## [WHAT TO WORK ON]
All of the entries below are to be repeated word for word.
------
//! Memory pool (C1)
//!
//! Lends fixed-size `4 MiB` cells to transfer jobs, bounded by a global
//! ceiling derived from available physical memory. Reservation is
//! all-or-nothing: a job either gets every cell it asked for, or none.

use crate::config::{
    CELL_SIZE_BYTES, MEMORY_CACHE_MAXIMUM_BYTES, MEMORY_CACHE_MULTIPLIER,
    MEMORY_MANAGER_CELLS_MAXIMUM,
};
use crate::error::{DmError, Result};
use crossbeam::channel::{self, Receiver, Sender};
use std::sync::atomic::{AtomicUsize, Ordering};
use std::sync::Arc;
use sysinfo::System;
use tracing::{debug, warn};

/// A single 4 MiB buffer cell on loan from the pool.
///
/// Dropping a `Cell` returns it to the pool automatically; callers never
/// call `release` directly on an individual cell, only on the `Vec<Cell>`
/// returned by `reserve` (which drops each member in turn).
pub struct Cell {
    buf: Vec<u8>,
    returner: Sender<Vec<u8>>,
    in_use: Arc<AtomicUsize>,
}

impl Cell {
    /// The cell's backing buffer.
    pub fn as_slice(&self) -> &[u8] {
        &self.buf
    }

    /// The cell's backing buffer, mutable.
    pub fn as_mut_slice(&mut self) -> &mut [u8] {
        &mut self.buf
    }

    /// Cell capacity in bytes; always `CELL_SIZE_BYTES`.
    pub fn capacity(&self) -> u64 {
        self.buf.capacity() as u64
    }
}

impl Drop for Cell {
    fn drop(&mut self) {
        let buf = std::mem::take(&mut self.buf);
        // A full channel here only happens if more cells are in flight than
        // `total_cells`, which would itself be a bug; ignore a send failure
        // rather than panic in a destructor.
        let _ = self.returner.send(buf);
        self.in_use.fetch_sub(1, Ordering::Relaxed);
    }
}

/// Bounded pool of fixed-size memory cells.
pub struct CellPool {
    total_cells: usize,
    in_use: Arc<AtomicUsize>,
    free: Receiver<Vec<u8>>,
    return_to: Sender<Vec<u8>>,
}

impl CellPool {
    /// Construct a pool sized from available physical memory, honoring an
    /// optional ceiling override from `EngineConfig::maximum_cache_size`.
    pub fn from_available_memory(maximum_cache_size_override: Option<u64>) -> Self {
        let mut sys = System::new_all();
        sys.refresh_memory();
        let available = sys.available_memory();

        let ceiling_bytes = maximum_cache_size_override.unwrap_or(MEMORY_CACHE_MAXIMUM_BYTES);
        let budget_bytes =
            ((available as f64) * MEMORY_CACHE_MULTIPLIER).min(ceiling_bytes as f64) as u64;
        let cells_by_memory = (budget_bytes / CELL_SIZE_BYTES) as usize;
        let total_cells = cells_by_memory.min(MEMORY_MANAGER_CELLS_MAXIMUM).max(1);

        debug!(
            available_bytes = available,
            total_cells, "sized memory pool from available physical memory"
        );
        Self::with_cell_count(total_cells)
    }

    /// Construct a pool with an explicit cell count (primarily for tests).
    pub fn with_cell_count(total_cells: usize) -> Self {
        let (tx, rx) = channel::unbounded();
        for _ in 0..total_cells {
            tx.send(vec![0u8; CELL_SIZE_BYTES as usize]).ok();
        }
        Self {
            total_cells,
            in_use: Arc::new(AtomicUsize::new(0)),
            free: rx,
            return_to: tx,
        }
    }

    /// Total number of cells this pool was configured with.
    pub fn total_cells(&self) -> usize {
        self.total_cells
    }

    /// Number of cells currently on loan.
    pub fn in_use(&self) -> usize {
        self.in_use.load(Ordering::Relaxed)
    }

    /// Reserve `n` cells, all-or-nothing. Returns `OutOfMemory` if `n`
    /// exceeds the pool's total capacity; returns `Ok(None)` (a
    /// non-blocking "try again later") if cells are merely all in use right
    /// now.
    pub fn try_reserve(self: &Arc<Self>, n: usize) -> Result<Option<Vec<Cell>>> {
        if n > self.total_cells {
            return Err(DmError::OutOfMemory {
                requested: n,
                ceiling: self.total_cells,
            });
        }

        let mut bufs = Vec::with_capacity(n);
        for _ in 0..n {
            match self.free.try_recv() {
                Ok(buf) => bufs.push(buf),
                Err(_) => {
                    // Couldn't get enough cells right now: give back what we
                    // took so this call is all-or-nothing.
                    for buf in bufs {
                        let _ = self.return_to.send(buf);
                    }
                    return Ok(None);
                }
            }
        }

        self.in_use.fetch_add(n, Ordering::Relaxed);
        Ok(Some(
            bufs.into_iter()
                .map(|buf| Cell {
                    buf,
                    returner: self.return_to.clone(),
                    in_use: Arc::clone(&self.in_use),
                })
                .collect(),
        ))
    }

    /// Reserve `n` cells, yielding to the async runtime between attempts
    /// instead of blocking the worker thread. The suspension point this
    /// creates is one of §5's enumerated cancellation checkpoints, so chunk
    /// loops that call this stay responsive to cancellation even while
    /// waiting on the pool.
    pub async fn reserve(self: &Arc<Self>, n: usize) -> Result<Vec<Cell>> {
        loop {
            if let Some(cells) = self.try_reserve(n)? {
                return Ok(cells);
            }
            warn!(n, "memory pool has no free cells, waiting");
            tokio::time::sleep(std::time::Duration::from_millis(5)).await;
        }
    }
}

#[cfg(test)]
mod tests {
    use super::*;

    #[test]
    fn reserve_is_all_or_nothing() {
        let pool = Arc::new(CellPool::with_cell_count(4));
        let first = pool.try_reserve(3).unwrap().unwrap();
        assert_eq!(first.len(), 3);
        assert_eq!(pool.in_use(), 3);

        // Only 1 cell left; asking for 2 should yield Ok(None), not a partial grant.
        let second = pool.try_reserve(2).unwrap();
        assert!(second.is_none());
        assert_eq!(pool.in_use(), 3);
    }

    #[test]
    fn out_of_memory_when_over_ceiling() {
        let pool = Arc::new(CellPool::with_cell_count(2));
        let err = pool.try_reserve(3).unwrap_err();
        assert!(matches!(err, DmError::OutOfMemory { requested: 3, ceiling: 2 }));
    }

    #[test]
    fn dropping_cells_returns_them_to_the_pool() {
        let pool = Arc::new(CellPool::with_cell_count(2));
        {
            let cells = pool.try_reserve(2).unwrap().unwrap();
            assert_eq!(pool.in_use(), 2);
            drop(cells);
        }
        // give the channel a moment to deliver the returned buffers
        std::thread::sleep(std::time::Duration::from_millis(10));
        let again = pool.try_reserve(2).unwrap();
        assert!(again.is_some());
    }
}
------
## [WRITTEN SOLUTION]
//! Memory pool (C1)
//!
//! Lends fixed-size `4 MiB` cells to transfer jobs, bounded by a global
//! ceiling derived from available physical memory. Reservation is
//! all-or-nothing: a job either gets every cell it asked for, or none.

use crate::config::{
    CELL_SIZE_BYTES, MEMORY_CACHE_MAXIMUM_BYTES, MEMORY_CACHE_MULTIPLIER,
    MEMORY_MANAGER_CELLS_MAXIMUM,
};
use crate::error::{DmError, Result};
use crossbeam::channel::{self, Receiver, Sender};
use std::sync::atomic::{AtomicUsize, Ordering};
use std::sync::Arc;
use sysinfo::System;
use tracing::{debug, warn};

/// A single 4 MiB buffer cell on loan from the pool.
///
/// Dropping a `Cell` returns it to the pool automatically; callers never
/// call `release` directly on an individual cell, only on the `Vec<Cell>`
/// returned by `reserve` (which drops each member in turn).
pub struct Cell {
    buf: Vec<u8>,
    returner: Sender<Vec<u8>>,
    in_use: Arc<AtomicUsize>,
}

impl Cell {
    /// The cell's backing buffer.
    pub fn as_slice(&self) -> &[u8] {
        &self.buf
    }

    /// The cell's backing buffer, mutable.
    pub fn as_mut_slice(&mut self) -> &mut [u8] {
        &mut self.buf
    }

    /// Cell capacity in bytes; always `CELL_SIZE_BYTES`.
    pub fn capacity(&self) -> u64 {
        self.buf.capacity() as u64
    }
}

impl Drop for Cell {
    fn drop(&mut self) {
        let buf = std::mem::take(&mut self.buf);
        // A full channel here only happens if more cells are in flight than
        // `total_cells`, which would itself be a bug; ignore a send failure
        // rather than panic in a destructor.
        let _ = self.returner.send(buf);
        self.in_use.fetch_sub(1, Ordering::Relaxed);
    }
}

/// Bounded pool of fixed-size memory cells.
pub struct CellPool {
    total_cells: usize,
    in_use: Arc<AtomicUsize>,
    free: Receiver<Vec<u8>>,
    return_to: Sender<Vec<u8>>,
}

impl CellPool {
    /// Construct a pool sized from available physical memory, honoring an
    /// optional ceiling override from `EngineConfig::maximum_cache_size`.
    pub fn from_available_memory(maximum_cache_size_override: Option<u64>) -> Self {
        let mut sys = System::new_all();
        sys.refresh_memory();
        let available = sys.available_memory();

        let ceiling_bytes = maximum_cache_size_override.unwrap_or(MEMORY_CACHE_MAXIMUM_BYTES);
        let budget_bytes =
            ((available as f64) * MEMORY_CACHE_MULTIPLIER).min(ceiling_bytes as f64) as u64;
        let cells_by_memory = (budget_bytes / CELL_SIZE_BYTES) as usize;
        let total_cells = cells_by_memory.min(MEMORY_MANAGER_CELLS_MAXIMUM).max(1);

        debug!(
            available_bytes = available,
            total_cells, "sized memory pool from available physical memory"
        );
        Self::with_cell_count(total_cells)
    }

    /// Construct a pool with an explicit cell count (primarily for tests).
    pub fn with_cell_count(total_cells: usize) -> Self {
        let (tx, rx) = channel::unbounded();
        for _ in 0..total_cells {
            tx.send(vec![0u8; CELL_SIZE_BYTES as usize]).ok();
        }
        Self {
            total_cells,
            in_use: Arc::new(AtomicUsize::new(0)),
            free: rx,
            return_to: tx,
        }
    }

    /// Total number of cells this pool was configured with.
    pub fn total_cells(&self) -> usize {
        self.total_cells
    }

    /// Number of cells currently on loan.
    pub fn in_use(&self) -> usize {
        self.in_use.load(Ordering::Relaxed)
    }

    /// Reserve `n` cells, all-or-nothing. Returns `OutOfMemory` if `n`
    /// exceeds the pool's total capacity; returns `Ok(None)` (a
    /// non-blocking "try again later") if cells are merely all in use right
    /// now.
    pub fn try_reserve(self: &Arc<Self>, n: usize) -> Result<Option<Vec<Cell>>> {
        if n > self.total_cells {
            return Err(DmError::OutOfMemory {
                requested: n,
                ceiling: self.total_cells,
            });
        }

        let mut bufs = Vec::with_capacity(n);
        for _ in 0..n {
            match self.free.try_recv() {
                Ok(buf) => bufs.push(buf),
                Err(_) => {
                    // Couldn't get enough cells right now: give back what we
                    // took so this call is all-or-nothing.
                    for buf in bufs {
                        let _ = self.return_to.send(buf);
                    }
                    return Ok(None);
                }
            }
        }

        self.in_use.fetch_add(n, Ordering::Relaxed);
        Ok(Some(
            bufs.into_iter()
                .map(|buf| Cell {
                    buf,
                    returner: self.return_to.clone(),
                    in_use: Arc::clone(&self.in_use),
                })
                .collect(),
        ))
    }

    /// Reserve `n` cells, yielding to the async runtime between attempts
    /// instead of blocking the worker thread. The suspension point this
    /// creates is one of §5's enumerated cancellation checkpoints, so chunk
    /// loops that call this stay responsive to cancellation even while
    /// waiting on the pool.
    pub async fn reserve(self: &Arc<Self>, n: usize) -> Result<Vec<Cell>> {
        loop {
            if let Some(cells) = self.try_reserve(n)? {
                return Ok(cells);
            }
            warn!(n, "memory pool has no free cells, waiting");
            tokio::time::sleep(std::time::Duration::from_millis(5)).await;
        }
    }
}

#[cfg(test)]
mod tests {
    use super::*;

    #[test]
    fn reserve_is_all_or_nothing() {
        let pool = Arc::new(CellPool::with_cell_count(4));
        let first = pool.try_reserve(3).unwrap().unwrap();
        assert_eq!(first.len(), 3);
        assert_eq!(pool.in_use(), 3);

        // Only 1 cell left; asking for 2 should yield Ok(None), not a partial grant.
        let second = pool.try_reserve(2).unwrap();
        assert!(second.is_none());
        assert_eq!(pool.in_use(), 3);
    }

    #[test]
    fn out_of_memory_when_over_ceiling() {
        let pool = Arc::new(CellPool::with_cell_count(2));
        let err = pool.try_reserve(3).unwrap_err();
        assert!(matches!(err, DmError::OutOfMemory { requested: 3, ceiling: 2 }));
    }

    #[test]
    fn dropping_cells_returns_them_to_the_pool() {
        let pool = Arc::new(CellPool::with_cell_count(2));
        {
            let cells = pool.try_reserve(2).unwrap().unwrap();
            assert_eq!(pool.in_use(), 2);
            drop(cells);
        }
        // give the channel a moment to deliver the returned buffers
        std::thread::sleep(std::time::Duration::from_millis(10));
        let again = pool.try_reserve(2).unwrap();
        assert!(again.is_some());
    }
}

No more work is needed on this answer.